Regardless of the country, regaining your academic focus after a long weekend is never easy. As such, my first day back at the university last week was characterized by my use of all sorts of delay tactics to put off reviewing dense economics articles for my research project. After checking my email for the third time in ten minutes, I decided that my hard work merited a bonbon. These chocolate treats are sold all over in the university "cantinas," which resemble those DECA stores where everyone bought ramen noodles and hot pockets at in high school. So I left "Determinants of city growth in Brazil" open on my screen, so passersby would know that I had at least located the article I was supposed to be wrestling with, and energetically made my way to the nearest bonbon outpost.

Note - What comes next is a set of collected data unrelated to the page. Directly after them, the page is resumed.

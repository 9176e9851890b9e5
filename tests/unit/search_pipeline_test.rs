//! Unit tests for the debounced search pipeline.
//!
//! All tests run on a paused tokio clock, so sleeps advance virtual time
//! deterministically.

use std::sync::{Arc, Mutex};
use std::time::Duration;

use animeku::services::search_pipeline::{PipelineConfig, SearchBackend, SearchPipeline};
use animeku::types::errors::SearchError;
use animeku::types::search::SearchHit;
use animeku::types::view::{SearchPanel, SearchPhase};

/// Scripted backend that records every query it receives.
#[derive(Default)]
struct FakeBackend {
    calls: Mutex<Vec<String>>,
    hits: usize,
    fail: bool,
    /// Per-query latency in ms; 50 when absent.
    delays: Vec<(&'static str, u64)>,
}

impl FakeBackend {
    fn with_hits(hits: usize) -> Self {
        Self {
            hits,
            ..Self::default()
        }
    }

    fn calls(&self) -> Vec<String> {
        self.calls.lock().unwrap().clone()
    }
}

fn hit(slug: &str) -> SearchHit {
    SearchHit {
        slug: slug.to_string(),
        title: slug.to_uppercase(),
        poster: None,
        kind: Some("TV".to_string()),
        episode: None,
    }
}

impl SearchBackend for FakeBackend {
    async fn search(&self, query: &str) -> Result<Vec<SearchHit>, SearchError> {
        self.calls.lock().unwrap().push(query.to_string());
        let delay = self
            .delays
            .iter()
            .find(|(q, _)| *q == query)
            .map(|(_, ms)| *ms)
            .unwrap_or(50);
        tokio::time::sleep(Duration::from_millis(delay)).await;
        if self.fail {
            return Err(SearchError::Status(500));
        }
        Ok((0..self.hits).map(|i| hit(&format!("{query}-{i}"))).collect())
    }
}

fn pipeline(backend: &Arc<FakeBackend>) -> SearchPipeline<FakeBackend> {
    SearchPipeline::with_shared_backend(Arc::clone(backend), PipelineConfig::default())
}

async fn advance(ms: u64) {
    tokio::time::sleep(Duration::from_millis(ms)).await;
}

#[tokio::test(start_paused = true)]
async fn test_short_queries_never_reach_backend() {
    let backend = Arc::new(FakeBackend::with_hits(3));
    let mut search = pipeline(&backend);

    for text in ["", "a", "  b  ", " "] {
        search.on_input(text);
        advance(1_000).await;
        let state = search.state();
        assert_eq!(state.phase, SearchPhase::Idle);
        assert_eq!(state.panel, SearchPanel::Cleared);
    }
    assert!(backend.calls().is_empty());
    assert_eq!(search.lookups_issued(), 0);
}

#[tokio::test(start_paused = true)]
async fn test_burst_of_typing_sends_one_lookup() {
    let backend = Arc::new(FakeBackend::with_hits(2));
    let mut search = pipeline(&backend);

    for text in ["na", "nar", "naru", "narut", "naruto"] {
        search.on_input(text);
        advance(100).await;
    }
    assert_eq!(search.state().phase, SearchPhase::Debouncing);
    assert!(backend.calls().is_empty());

    advance(1_000).await;
    assert_eq!(backend.calls(), vec!["naruto"]);
    assert_eq!(search.lookups_issued(), 1);

    let state = search.state();
    assert_eq!(state.query, "naruto");
    assert_eq!(state.phase, SearchPhase::Rendered);
    assert_eq!(
        state.panel,
        SearchPanel::Results(vec![hit("naruto-0"), hit("naruto-1")])
    );
}

#[tokio::test(start_paused = true)]
async fn test_loading_panel_shows_while_pending() {
    let backend = Arc::new(FakeBackend {
        hits: 1,
        delays: vec![("bleach", 1_000)],
        ..FakeBackend::default()
    });
    let mut search = pipeline(&backend);

    search.on_input("bleach");
    let debouncing = search.state();
    assert_eq!(debouncing.phase, SearchPhase::Debouncing);
    assert_eq!(debouncing.panel, SearchPanel::Cleared);

    advance(450).await;
    let pending = search.state();
    assert_eq!(pending.phase, SearchPhase::Pending);
    assert_eq!(pending.panel, SearchPanel::Loading);

    advance(1_000).await;
    assert_eq!(search.state().phase, SearchPhase::Rendered);
}

#[tokio::test(start_paused = true)]
async fn test_query_is_trimmed_before_lookup() {
    let backend = Arc::new(FakeBackend::with_hits(1));
    let mut search = pipeline(&backend);

    search.on_input("  one piece  ");
    advance(1_000).await;
    assert_eq!(backend.calls(), vec!["one piece"]);
}

#[tokio::test(start_paused = true)]
async fn test_results_are_capped_at_six() {
    let backend = Arc::new(FakeBackend::with_hits(10));
    let mut search = pipeline(&backend);

    search.on_input("gundam");
    advance(1_000).await;

    match search.state().panel {
        SearchPanel::Results(hits) => {
            assert_eq!(hits.len(), 6);
            assert_eq!(hits[0].slug, "gundam-0");
            assert_eq!(hits[5].slug, "gundam-5");
        }
        other => panic!("expected results, got {other:?}"),
    }
}

#[tokio::test(start_paused = true)]
async fn test_empty_result_shows_not_found() {
    let backend = Arc::new(FakeBackend::with_hits(0));
    let mut search = pipeline(&backend);

    search.on_input("zzzz");
    advance(1_000).await;

    let state = search.state();
    assert_eq!(state.phase, SearchPhase::Empty);
    assert_eq!(state.panel, SearchPanel::NotFound);
}

#[tokio::test(start_paused = true)]
async fn test_backend_failure_shows_failed_panel() {
    let backend = Arc::new(FakeBackend {
        fail: true,
        ..FakeBackend::default()
    });
    let mut search = pipeline(&backend);

    search.on_input("naruto");
    advance(1_000).await;

    let state = search.state();
    assert_eq!(state.phase, SearchPhase::Failed);
    assert_eq!(state.panel, SearchPanel::LoadFailed);
}

#[tokio::test(start_paused = true)]
async fn test_stale_response_is_discarded() {
    let backend = Arc::new(FakeBackend {
        hits: 1,
        delays: vec![("slow", 2_000), ("fast", 10)],
        ..FakeBackend::default()
    });
    let mut search = pipeline(&backend);

    search.on_input("slow");
    advance(450).await;
    assert_eq!(backend.calls(), vec!["slow"]);

    search.on_input("fast");
    advance(500).await;
    assert_eq!(
        search.state().panel,
        SearchPanel::Results(vec![hit("fast-0")])
    );

    // The slow response lands now and must not overwrite "fast".
    advance(3_000).await;
    assert_eq!(backend.calls(), vec!["slow", "fast"]);
    let state = search.state();
    assert_eq!(state.query, "fast");
    assert_eq!(state.panel, SearchPanel::Results(vec![hit("fast-0")]));
}

#[tokio::test(start_paused = true)]
async fn test_shortening_input_clears_panel_and_drops_pending_response() {
    let backend = Arc::new(FakeBackend {
        hits: 1,
        delays: vec![("naruto", 1_000)],
        ..FakeBackend::default()
    });
    let mut search = pipeline(&backend);

    search.on_input("naruto");
    advance(450).await;
    assert_eq!(search.state().panel, SearchPanel::Loading);

    search.on_input("n");
    let cleared = search.state();
    assert_eq!(cleared.phase, SearchPhase::Idle);
    assert_eq!(cleared.panel, SearchPanel::Cleared);

    advance(2_000).await;
    assert_eq!(search.state().panel, SearchPanel::Cleared);
}

#[tokio::test(start_paused = true)]
async fn test_reset_cancels_debounce() {
    let backend = Arc::new(FakeBackend::with_hits(1));
    let mut search = pipeline(&backend);

    search.on_input("naruto");
    advance(100).await;
    search.reset();
    advance(1_000).await;

    assert!(backend.calls().is_empty());
    assert_eq!(search.state().phase, SearchPhase::Idle);
}

#[tokio::test(start_paused = true)]
async fn test_subscribers_see_final_state() {
    let backend = Arc::new(FakeBackend::with_hits(1));
    let mut search = pipeline(&backend);
    let mut rx = search.subscribe();

    search.on_input("haikyuu");
    let rendered = rx
        .wait_for(|s| s.phase == SearchPhase::Rendered)
        .await
        .expect("pipeline alive")
        .clone();
    assert_eq!(rendered.panel, SearchPanel::Results(vec![hit("haikyuu-0")]));
}

#[tokio::test(start_paused = true)]
async fn test_custom_config_applies() {
    let backend = Arc::new(FakeBackend::with_hits(5));
    let config = PipelineConfig {
        debounce: Duration::from_millis(50),
        min_query_chars: 3,
        max_results: 2,
    };
    let mut search = SearchPipeline::with_shared_backend(Arc::clone(&backend), config);

    search.on_input("ab");
    advance(200).await;
    assert!(backend.calls().is_empty());

    search.on_input("abc");
    advance(80).await;
    assert_eq!(backend.calls(), vec!["abc"]);
    advance(100).await;
    match search.state().panel {
        SearchPanel::Results(hits) => assert_eq!(hits.len(), 2),
        other => panic!("expected results, got {other:?}"),
    }
}
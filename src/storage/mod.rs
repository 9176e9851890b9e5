//! Client-side persistence.
//!
//! A [`Store`] wraps a string-keyed [`StorageBackend`] and exposes typed,
//! fail-soft `load`/`save`. Backends only move text; encoding and the
//! recovery policy live in the store.

pub mod memory;
pub mod sqlite;
pub mod store;

pub use memory::MemoryStorage;
pub use sqlite::SqliteStorage;
pub use store::Store;

use crate::types::errors::StorageError;

/// Well-known keys of the persistence medium.
pub mod keys {
    pub const WATCHLIST: &str = "watchlist";
    pub const HISTORY: &str = "history";
    pub const PROGRESS: &str = "progress";
    pub const THEME: &str = "theme";
}

/// Current Unix time in milliseconds, the unit of every stored timestamp.
pub fn now_millis() -> i64 {
    chrono::Utc::now().timestamp_millis()
}

/// A string-keyed text medium.
///
/// Methods take `&self` so several managers can share one store for the
/// lifetime of a page session.
pub trait StorageBackend {
    /// Returns the stored text, or `None` when the key is absent.
    fn read(&self, key: &str) -> Result<Option<String>, StorageError>;
    fn write(&self, key: &str, value: &str) -> Result<(), StorageError>;
    fn remove(&self, key: &str) -> Result<(), StorageError>;
}

impl<B: StorageBackend + ?Sized> StorageBackend for &B {
    fn read(&self, key: &str) -> Result<Option<String>, StorageError> {
        (**self).read(key)
    }

    fn write(&self, key: &str, value: &str) -> Result<(), StorageError> {
        (**self).write(key, value)
    }

    fn remove(&self, key: &str) -> Result<(), StorageError> {
        (**self).remove(key)
    }
}
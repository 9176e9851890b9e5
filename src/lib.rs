//! animeku: client-side state for the animeku catalog site.
//!
//! Watchlist, viewing history and resume progress kept in a local key-value
//! store, plus the debounced title search behind the navbar.

pub mod app;
pub mod database;
pub mod logging;
pub mod managers;
pub mod navigation;
pub mod platform;
pub mod services;
pub mod storage;
pub mod types;
pub mod ui;
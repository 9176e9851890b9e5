use std::collections::BTreeMap;

use serde::{Deserialize, Serialize};

/// One watched episode. `ep_slug` is the identity key.
#[derive(Debug, Clone, PartialEq, Eq, Serialize, Deserialize)]
#[serde(rename_all = "camelCase")]
pub struct HistoryEntry {
    #[serde(default)]
    pub anime_slug: String,
    #[serde(default)]
    pub anime_title: String,
    #[serde(default)]
    pub anime_poster: Option<String>,
    pub ep_slug: String,
    #[serde(default)]
    pub ep_name: String,
    /// Unix epoch milliseconds.
    #[serde(default)]
    pub watched_at: i64,
}

impl HistoryEntry {
    /// Link that resumes this episode.
    pub fn resume_url(&self) -> String {
        crate::navigation::episode_url(&self.ep_slug, &self.anime_slug)
    }
}

/// Last watched episode of a single title.
#[derive(Debug, Clone, PartialEq, Eq, Serialize, Deserialize)]
#[serde(rename_all = "camelCase")]
pub struct ProgressRecord {
    pub ep_slug: String,
    #[serde(default)]
    pub ep_name: String,
    /// Unix epoch milliseconds.
    #[serde(default)]
    pub saved_at: i64,
}

/// `animeSlug` → last watched episode.
pub type ProgressMap = BTreeMap<String, ProgressRecord>;

/// Arguments of a single "episode opened" event.
#[derive(Debug, Clone, Copy)]
pub struct EpisodeView<'a> {
    pub anime_slug: &'a str,
    pub anime_title: &'a str,
    pub anime_poster: Option<&'a str>,
    pub ep_slug: &'a str,
    pub ep_name: &'a str,
}
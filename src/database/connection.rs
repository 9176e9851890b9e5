//! SQLite database connection management for animeku.
//!
//! Provides the [`Database`] struct that wraps a `rusqlite::Connection`
//! and automatically runs schema migrations on open.

use rusqlite::Connection;
use std::path::Path;

use super::migrations;

/// Owns a `rusqlite::Connection` whose schema is always migrated.
pub struct Database {
    conn: Connection,
}

impl Database {
    /// Opens (or creates) a SQLite database at the given file path and runs migrations.
    ///
    /// Parent directories are created when missing.
    ///
    /// # Errors
    /// Returns `rusqlite::Error` if the connection cannot be established or migrations fail.
    pub fn open<P: AsRef<Path>>(path: P) -> Result<Self, rusqlite::Error> {
        if let Some(parent) = path.as_ref().parent() {
            if !parent.as_os_str().is_empty() {
                // Connection::open reports the real failure if this did not work.
                let _ = std::fs::create_dir_all(parent);
            }
        }
        let conn = Connection::open(path)?;
        let db = Self { conn };
        db.run_migrations()?;
        Ok(db)
    }

    /// Opens an in-memory SQLite database and runs migrations.
    ///
    /// # Errors
    /// Returns `rusqlite::Error` if the connection cannot be established or migrations fail.
    pub fn open_in_memory() -> Result<Self, rusqlite::Error> {
        let conn = Connection::open_in_memory()?;
        let db = Self { conn };
        db.run_migrations()?;
        Ok(db)
    }

    fn run_migrations(&self) -> Result<(), rusqlite::Error> {
        migrations::run_all(&self.conn)
    }

    /// Returns a reference to the underlying `rusqlite::Connection`.
    pub fn connection(&self) -> &Connection {
        &self.conn
    }
}
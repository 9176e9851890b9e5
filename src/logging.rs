//! Tracing setup for the binary and ad-hoc debugging.

use tracing_subscriber::EnvFilter;

/// Filter applied when `RUST_LOG` is unset.
pub const DEFAULT_FILTER: &str = "animeku=info";

/// Installs a `fmt` subscriber filtered by `RUST_LOG`. Calling it again, or
/// after another subscriber was installed, is a no-op.
pub fn init() {
    let filter =
        EnvFilter::try_from_default_env().unwrap_or_else(|_| EnvFilter::new(DEFAULT_FILTER));
    let _ = tracing_subscriber::fmt()
        .with_env_filter(filter)
        .with_target(false)
        .try_init();
}
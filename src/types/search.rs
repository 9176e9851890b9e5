use serde::{Deserialize, Deserializer, Serialize};
use tracing::debug;

/// A single title returned by the search endpoint.
#[derive(Debug, Clone, PartialEq, Eq, Serialize, Deserialize)]
pub struct SearchHit {
    pub slug: String,
    #[serde(default)]
    pub title: String,
    #[serde(default)]
    pub poster: Option<String>,
    #[serde(default, rename = "type")]
    pub kind: Option<String>,
    #[serde(default, deserialize_with = "string_or_number")]
    pub episode: Option<String>,
}

impl SearchHit {
    pub fn detail_url(&self) -> String {
        crate::navigation::detail_url(&self.slug)
    }
}

/// Raw body of `GET /api/search/{query}`.
///
/// The backend has shipped the list under two different keys over time.
#[derive(Debug, Default, Deserialize)]
pub struct SearchResponse {
    #[serde(default)]
    animes: Option<Vec<serde_json::Value>>,
    #[serde(default)]
    anime_list: Option<Vec<serde_json::Value>>,
}

impl SearchResponse {
    /// Extracts the hit list. `animes` wins over `anime_list`; neither means
    /// no results. Records that do not parse are skipped.
    pub fn into_hits(self) -> Vec<SearchHit> {
        let raw = self.animes.or(self.anime_list).unwrap_or_default();
        raw.into_iter()
            .filter_map(|value| match serde_json::from_value::<SearchHit>(value) {
                Ok(hit) => Some(hit),
                Err(e) => {
                    debug!(error = %e, "skipping malformed search record");
                    None
                }
            })
            .collect()
    }
}

fn string_or_number<'de, D>(deserializer: D) -> Result<Option<String>, D::Error>
where
    D: Deserializer<'de>,
{
    let value = Option::<serde_json::Value>::deserialize(deserializer)?;
    Ok(match value {
        Some(serde_json::Value::String(s)) => Some(s),
        Some(serde_json::Value::Number(n)) => Some(n.to_string()),
        _ => None,
    })
}
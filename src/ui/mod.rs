// animeku view layer
// HTML fragments built from manager view-models.

pub mod renderer;
//! animeku database layer.
//!
//! Provides SQLite connection management and schema migrations for the
//! durable storage backend.
//!
//! # Usage
//!
//! ```no_run
//! use animeku::database::Database;
//!
//! // Open a persistent database
//! let db = Database::open("animeku.db").expect("failed to open database");
//!
//! // Or use an in-memory database for testing
//! let db = Database::open_in_memory().expect("failed to open in-memory database");
//!
//! let conn = db.connection();
//! ```

pub mod connection;
pub mod migrations;

pub use connection::Database;
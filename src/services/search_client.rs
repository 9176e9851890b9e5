//! HTTP client for the site's `/api/search/{query}` endpoint.

use std::time::Duration;

use reqwest::{Client, Url};
use tracing::debug;

use super::search_pipeline::SearchBackend;
use crate::types::errors::SearchError;
use crate::types::search::{SearchHit, SearchResponse};
use crate::types::settings::SearchSettings;

pub struct HttpSearchClient {
    http: Client,
    base_url: Url,
}

impl HttpSearchClient {
    pub fn new(settings: &SearchSettings) -> Result<Self, SearchError> {
        let base_url = Url::parse(&settings.base_url)
            .map_err(|e| SearchError::InvalidUrl(format!("{}: {}", settings.base_url, e)))?;
        let http = Client::builder()
            .timeout(Duration::from_secs(settings.timeout_secs))
            .build()?;
        Ok(Self { http, base_url })
    }

    /// `{base}/api/search/{query}` with `query` encoded as one path segment.
    pub fn endpoint(&self, query: &str) -> Result<Url, SearchError> {
        let mut url = self.base_url.clone();
        url.path_segments_mut()
            .map_err(|_| SearchError::InvalidUrl(self.base_url.to_string()))?
            .pop_if_empty()
            .extend(["api", "search", query]);
        Ok(url)
    }
}

impl SearchBackend for HttpSearchClient {
    async fn search(&self, query: &str) -> Result<Vec<SearchHit>, SearchError> {
        let url = self.endpoint(query)?;
        debug!(%url, "search request");

        let resp = self.http.get(url).send().await?;
        if !resp.status().is_success() {
            return Err(SearchError::Status(resp.status().as_u16()));
        }
        let body: SearchResponse = resp
            .json()
            .await
            .map_err(|e| SearchError::Parse(e.to_string()))?;
        Ok(body.into_hits())
    }
}
//! Turns view-models into HTML fragments for the collection page and the
//! search dropdown.
//!
//! Pure functions: nothing here reads storage. Entries missing their key
//! are skipped one by one; missing posters get the placeholder image and
//! missing type badges are omitted.

use std::fmt::Write;

use chrono::DateTime;
use tracing::debug;

use crate::types::search::SearchHit;
use crate::types::view::{HistoryView, Notice, SearchPanel, WatchlistView};
use crate::types::watchlist::WatchlistEntry;

pub const PLACEHOLDER_POSTER: &str = "/static/img/placeholder.svg";

const PLAY_ICON: &str = r#"<svg width="18" height="18" viewBox="0 0 24 24" fill="currentColor"><path d="M5 3l14 9-14 9V3z"/></svg>"#;

/// Escapes text for use in element content and quoted attributes.
pub fn escape_html(s: &str) -> String {
    let mut out = String::with_capacity(s.len());
    for c in s.chars() {
        match c {
            '&' => out.push_str("&amp;"),
            '<' => out.push_str("&lt;"),
            '>' => out.push_str("&gt;"),
            '"' => out.push_str("&quot;"),
            '\'' => out.push_str("&#39;"),
            _ => out.push(c),
        }
    }
    out
}

fn poster_src(poster: Option<&str>) -> String {
    escape_html(poster.filter(|p| !p.trim().is_empty()).unwrap_or(PLACEHOLDER_POSTER))
}

fn empty_state(heading: &str, hint: &str) -> String {
    format!(
        r#"<div class="empty-state"><h3>{}</h3><p>{}</p></div>"#,
        escape_html(heading),
        escape_html(hint)
    )
}

fn added_date(added_at: i64) -> String {
    DateTime::from_timestamp_millis(added_at)
        .map(|d| d.format("%d/%m/%Y").to_string())
        .unwrap_or_default()
}

fn watchlist_card(entry: &WatchlistEntry) -> String {
    let slug = escape_html(&entry.slug);
    let title = escape_html(&entry.title);
    let badge = entry
        .kind
        .as_deref()
        .filter(|k| !k.is_empty())
        .map(|k| format!(r#"<span class="card-badge type">{}</span>"#, escape_html(k)))
        .unwrap_or_default();
    format!(
        r#"<a href="{href}" class="anime-card" data-slug="{slug}"><div class="card-poster"><img src="{poster}" alt="{title}" loading="lazy">{badge}<button class="wl-delete-btn" data-action="remove-watchlist" data-slug="{slug}" title="Remove">×</button></div><div class="card-info"><div class="card-title">{title}</div><div class="card-meta"><span class="card-status">{date}</span></div></div></a>"#,
        href = escape_html(&entry.detail_url()),
        poster = poster_src(entry.poster.as_deref()),
        date = added_date(entry.added_at),
    )
}

pub fn render_watchlist(view: &WatchlistView) -> String {
    let entries = match view {
        WatchlistView::Empty => {
            return empty_state("Your watchlist is empty", "Add favourites from any title page!")
        }
        WatchlistView::Entries(entries) => entries,
    };

    let mut html = String::from(r#"<div class="anime-grid lg">"#);
    for entry in entries {
        if entry.slug.is_empty() {
            debug!("skipping watchlist entry without slug");
            continue;
        }
        html.push_str(&watchlist_card(entry));
    }
    html.push_str("</div>");
    html
}

pub fn render_history(view: &HistoryView) -> String {
    let items = match view {
        HistoryView::Empty => return empty_state("No history yet", "Start watching something!"),
        HistoryView::Entries(items) => items,
    };

    let mut html = String::from(r#"<div class="history-list">"#);
    for item in items {
        let entry = &item.entry;
        if entry.ep_slug.is_empty() {
            debug!("skipping history entry without episode slug");
            continue;
        }
        let _ = write!(
            html,
            r#"<div class="history-item"><a href="{href}" class="history-link"><img src="{poster}" alt="{title}"><div class="history-info"><div class="history-title">{title}</div><div class="history-ep">{ep}</div><div class="history-time">{when}</div></div>{icon}</a><button class="wl-delete-btn" data-action="remove-history" data-ep-slug="{ep_slug}" title="Remove from history">×</button></div>"#,
            href = escape_html(&entry.resume_url()),
            poster = poster_src(entry.anime_poster.as_deref()),
            title = escape_html(&entry.anime_title),
            ep = escape_html(&entry.ep_name),
            when = escape_html(&item.watched_label),
            icon = PLAY_ICON,
            ep_slug = escape_html(&entry.ep_slug),
        );
    }
    html.push_str("</div>");
    html
}

fn search_result(hit: &SearchHit) -> String {
    let mut meta = hit.kind.clone().unwrap_or_default();
    if let Some(ep) = hit.episode.as_deref().filter(|e| !e.is_empty()) {
        if !meta.is_empty() {
            meta.push(' ');
        }
        meta.push_str("· ");
        meta.push_str(ep);
    }
    format!(
        r#"<a href="{href}" class="search-result-item"><img src="{poster}" alt="{title}"><div class="search-result-info"><div class="title">{title}</div><div class="meta">{meta}</div></div></a>"#,
        href = escape_html(&hit.detail_url()),
        poster = poster_src(hit.poster.as_deref()),
        title = escape_html(&hit.title),
        meta = escape_html(&meta),
    )
}

fn search_message(text: &str) -> String {
    format!(r#"<div class="search-message">{}</div>"#, escape_html(text))
}

pub fn render_search_panel(panel: &SearchPanel) -> String {
    match panel {
        SearchPanel::Cleared => String::new(),
        SearchPanel::Loading => search_message("Searching..."),
        SearchPanel::NotFound => search_message("Not found"),
        SearchPanel::LoadFailed => search_message("Failed to load"),
        SearchPanel::Results(hits) => hits
            .iter()
            .filter(|hit| !hit.slug.is_empty())
            .map(search_result)
            .collect(),
    }
}

pub fn render_toast(notice: Notice) -> String {
    format!(r#"<div class="toast">{}</div>"#, escape_html(notice.message()))
}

As I triumphantly walked out of the cantina, already three bites deep, I looked down and saw that instead of "doce de leite," my bonbon was filled with copious amounts of mold. A fit of spitting and hacking ensued right in the middle of the patio where all the law and economics students hang out between classes. Thankfully, the only witnesses to me emptying the contents of my mouth and throat were three girls quietly sitting at a table drinking diet Coke. Having already effectively got their attention, I thought it was an apt moment to explain why I just covered the ground with chocolately saliva.

I can only cram so many Portuguese words into my head a day and, not surprisingly, "mold" up until this point had never struck me as particularly important vocabulary priority. As a result, my strategy for communicating what had just happened was sticking my arm out, bonbon in hand, while saying: "it has... it has.... it has..." However, the girls did not inspect the contents of my bonbon, they were too busy staring at the chocolate all over my face and teeth. What's more, saying "it has," "you have," and the command "have," are all communicated by the word "tem". Since I was not providing any context for my verb conjugation, my repetition of this single word was not perceived as an attempt to explain what my bonbon "had," but rather as a command that my three new friends take the treat from my hand.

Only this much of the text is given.